BY WATIPASO MZUNGU JNR
Since time immemorial, there have been calls by government, non-governmental organizations and development partners to remove kids off the streets and find them a better place to live.
Street-kids or indeed beggars are the least people I want to see each time I go for shopping. Not that I am very stingy with my money, but I have two reasons why I hold such hatred towards street-beggars.
I don’t think begging can be the solution to our socioeconomic problems. Again, I always feel a street is not the best place where one can do his or her charity work.
In my thinking, the best way to approach these kids is to adopt one of them and raise them at home.
In July 2008, the Executive Director of Step Kids Awareness (STEKA) Godknows Maseko left Malawi for South Africa via Mozambique on a bicycle to raise awareness on the plight of street kids.
MultiChoice Malawi was one of the non-governmental organizations that sponsored his bicycle trip to the “rainbow nation”. Before riding off, this child rights activist told the media that the plight of street kids will not be over until people who claim to be Good Samaritans stop their practice.
According to him, the giving of alms to vulnerable children on the roads only exacerbates the situation on the ground. I could not agree more on this issue.
Many Malawians believe there is nothing wrong and that it is being considerate when you give a coin to a child on the street. But what people need to know is that the tendency that we call benevolence on the street has a very bad repercussion in the end.
For starters, I would like to remind Malawians that most of the young children gracing our roads are not there out of choice. It is problems plus problems that drive them on the street for survival.
Each and every human being desires to lead a life minus crises and hardships. But without invitation, crises will always come into our lives. The deadly HIV and AIDS pandemic has only added salt to a festering wound as it has increased the number of orphans in the country.
While appreciating that not all the children begging on our road pavements are parentless, the fact remains that the majority of them are victims of HIV and AIDS after losing their beloved parents to the killer.
Life on the street is not all that rosy that we can conclude that by assisting them with the little cash we give out while passing by will ease their suffering. The problem of street children needs more than our “street-benevolence”. It is more than the generosity we do portray on the roads to end the suffering of the child on the streets.
No one can appreciate the suffering children go through on the roads until he or she experiences it. When you see them on the street, do not assume that they are happy. They are there because their bellies need to be filled at a time when their houses are clean of any foodstuff. They would like to sleep under good beddings when their uncles grabbed the property left by parents.
Children on the streets also desire to lead a decent life, but fail to manage to achieve their desire because they lack human and material support. It is not the coin we give them that these kids need when they are on the street. Their appearance may speak louder than words: “Njala bwana, tithandizeni yaufa, bwana!”
They need clothes, shelter, food and protection. They need to go to school only if you can provide them motherly and fatherly care which they miss a lot after losing parents. Children on the street need education, too, in order to become what they would like to be when they grow up. They need more than the coins or banknotes you can give.
Unfortunately, many of us think street kids were born to be on the street and that we are their “daily street—providers”. By giving them the coins, we are assuring them of our continued support on condition that they should be on the street. And that is feeding or fertilizing the problem, not rooting it out. In this case, we are not solving the problem, but just nursing it.
But the problem, though, is that when these kids grow into adults with their street-life, they usually become notorious criminals in the society because we did not care at first. They will be faced with responsibility to provide for their own lives even when they have got no means and that will drive them into burglary, theft and robbery to get money.
It is sad that people are very fast at criticizing the police for lawlessness in the society when they do not want to deal with it alone while it is still in infancy.
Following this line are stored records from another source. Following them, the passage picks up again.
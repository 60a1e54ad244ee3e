//! Uniform remote-control contract for one discovered instance.

use async_trait::async_trait;
use std::sync::Arc;

use crate::config::{ConsoleConfig, ProbeConfig};
use crate::console::{CliExecutor, ConsoleCli};
use crate::control::{ControlChannel, ControlConnector, TcpConnector};
use crate::error::Result;
use crate::exec::{Command, RemoteExec};
use crate::types::{Metadata, DEFAULT_CONTROL_PORT};

/// Length of the runtime identifier prefix used in instance IDs.
pub const SHORT_ID_LEN: usize = 7;

/// Capability set exposed for one remote instance, whatever its environment.
///
/// Implementations supply identity, their exec transport and control
/// endpoint access; command building and console access are shared.
#[async_trait]
pub trait InstanceHandler: Send + Sync {
    /// Stable short identifier, deterministic for the same instance.
    fn id(&self) -> String;

    /// Static descriptive facts computed when the handler was created.
    fn metadata(&self) -> Metadata;

    /// Environment-native exec transport of the instance.
    fn remote(&self) -> &Arc<dyn RemoteExec>;

    /// Console conventions of the instance.
    fn console(&self) -> &ConsoleConfig;

    /// Build a command bound to this instance. Nothing runs yet.
    fn command(&self, program: &str, args: &[&str]) -> Command<'_> {
        Command::new(self.remote().as_ref(), program, args.iter().copied())
    }

    /// Run a command and return its standard output.
    async fn exec_cmd(&self, program: &str, args: &[&str]) -> Result<String> {
        let out = self.command(program, args).output().await?;
        Ok(String::from_utf8_lossy(&out).into_owned())
    }

    /// Console access, over the CLI socket when present and TCP otherwise.
    ///
    /// The socket is probed on every call.
    async fn get_cli(&self) -> Result<Box<dyn CliExecutor>> {
        let cli = ConsoleCli::connect(Arc::clone(self.remote()), self.console()).await;
        Ok(Box::new(cli))
    }

    /// Client for the binary control API over the cached control connection.
    async fn get_api(&self) -> Result<Box<dyn ControlChannel>>;

    /// Client for the statistics feed over the cached control connection.
    async fn get_stats(&self) -> Result<Box<dyn ControlChannel>>;

    /// Release the control connection and mark the handler closed.
    async fn close(&self) -> Result<()>;
}

/// Settings every handler created by a provider shares.
#[derive(Clone)]
pub struct HandlerSettings {
    /// Console conventions of the instances
    pub console: ConsoleConfig,
    /// Port of the control endpoint
    pub control_port: u16,
    /// Opens control connections
    pub connector: Arc<dyn ControlConnector>,
}

impl HandlerSettings {
    /// Default console and control port with the given connector.
    #[must_use]
    pub fn new(connector: Arc<dyn ControlConnector>) -> Self {
        Self {
            console: ConsoleConfig::default(),
            control_port: DEFAULT_CONTROL_PORT,
            connector,
        }
    }

    /// Settings from the probe configuration, with a TCP connector.
    #[must_use]
    pub fn from_config(config: &ProbeConfig) -> Self {
        Self {
            console: config.console.clone(),
            control_port: config.control.port,
            connector: Arc::new(TcpConnector::new(config.control.connect_timeout())),
        }
    }

    /// Set the console conventions.
    #[must_use]
    pub fn with_console(mut self, console: ConsoleConfig) -> Self {
        self.console = console;
        self
    }

    /// Set the control port.
    #[must_use]
    pub const fn with_control_port(mut self, port: u16) -> Self {
        self.control_port = port;
        self
    }
}

impl std::fmt::Debug for HandlerSettings {
    fn fmt(&self, f: &mut std::fmt::Formatter<'_>) -> std::fmt::Result {
        f.debug_struct("HandlerSettings")
            .field("console", &self.console)
            .field("control_port", &self.control_port)
            .finish_non_exhaustive()
    }
}

/// Truncate a runtime identifier to at most `len` characters.
#[must_use]
pub fn short_id(id: &str, len: usize) -> &str {
    match id.char_indices().nth(len) {
        Some((idx, _)) => &id[..idx],
        None => id,
    }
}

/// Instance identifier: readable name plus a short runtime id prefix.
#[must_use]
pub fn instance_id(name: &str, runtime_id: &str) -> String {
    format!("{}-{}", name, short_id(runtime_id, SHORT_ID_LEN))
}

#[cfg(test)]
mod tests {
    use super::*;

    #[test]
    fn short_id_truncates() {
        assert_eq!(short_id("4f2a91c0e7d3b5a8", 7), "4f2a91c");
        assert_eq!(short_id("abc", 7), "abc");
        assert_eq!(short_id("", 7), "");
    }

    #[test]
    fn instance_id_joins_name_and_prefix() {
        assert_eq!(instance_id("vpp1", "4f2a91c0e7d3b5a8"), "vpp1-4f2a91c");
    }

    #[test]
    fn settings_follow_config() {
        let config = ProbeConfig::new().with_control(crate::config::ControlConfig::new().with_port(9292));
        let settings = HandlerSettings::from_config(&config);
        assert_eq!(settings.control_port, 9292);
        assert_eq!(settings.console, ConsoleConfig::default());
    }

    #[test]
    fn same_name_different_runtime_ids_do_not_collide() {
        let a = instance_id("vpp", "4f2a91c0e7d3");
        let b = instance_id("vpp", "9b1e22d07a44");
        assert_ne!(a, b);
    }
}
Sometimes I wonder when I hear people talk about being a human right activist yet they cannot see that children on the street have their rights, too, which need to be protected with or without their parents.
The problem I note is that many people choose to come in when the problem gets out of hand, which is a bad practice. We have a lot of children gracing our street begging for alms. The best way to assist is not to give those coins. The best way is to find means of how we can house them, provide for them all their needs so that they may go back to school.
Is it not surprising when people criticize the government for doing nothing on the problem of street kids? We have business tycoons in the country. But which one can tell the nation his contribution to the fight against the plight of street kids? I bet nobody can come forward.
Yet there are many Malawians playing generous people to orphans on the streets by throwing useless coins to the kids as we drive by. That is not helpful. Let us find a lasting solution to the problem. Otherwise, we should not criticize the police for lawlessness in our societies because we have chosen to nurture our future criminals. We have chosen to feed our own next assailants.
We shall always have the problem of children begging on the street until we stop being “street benefactors”.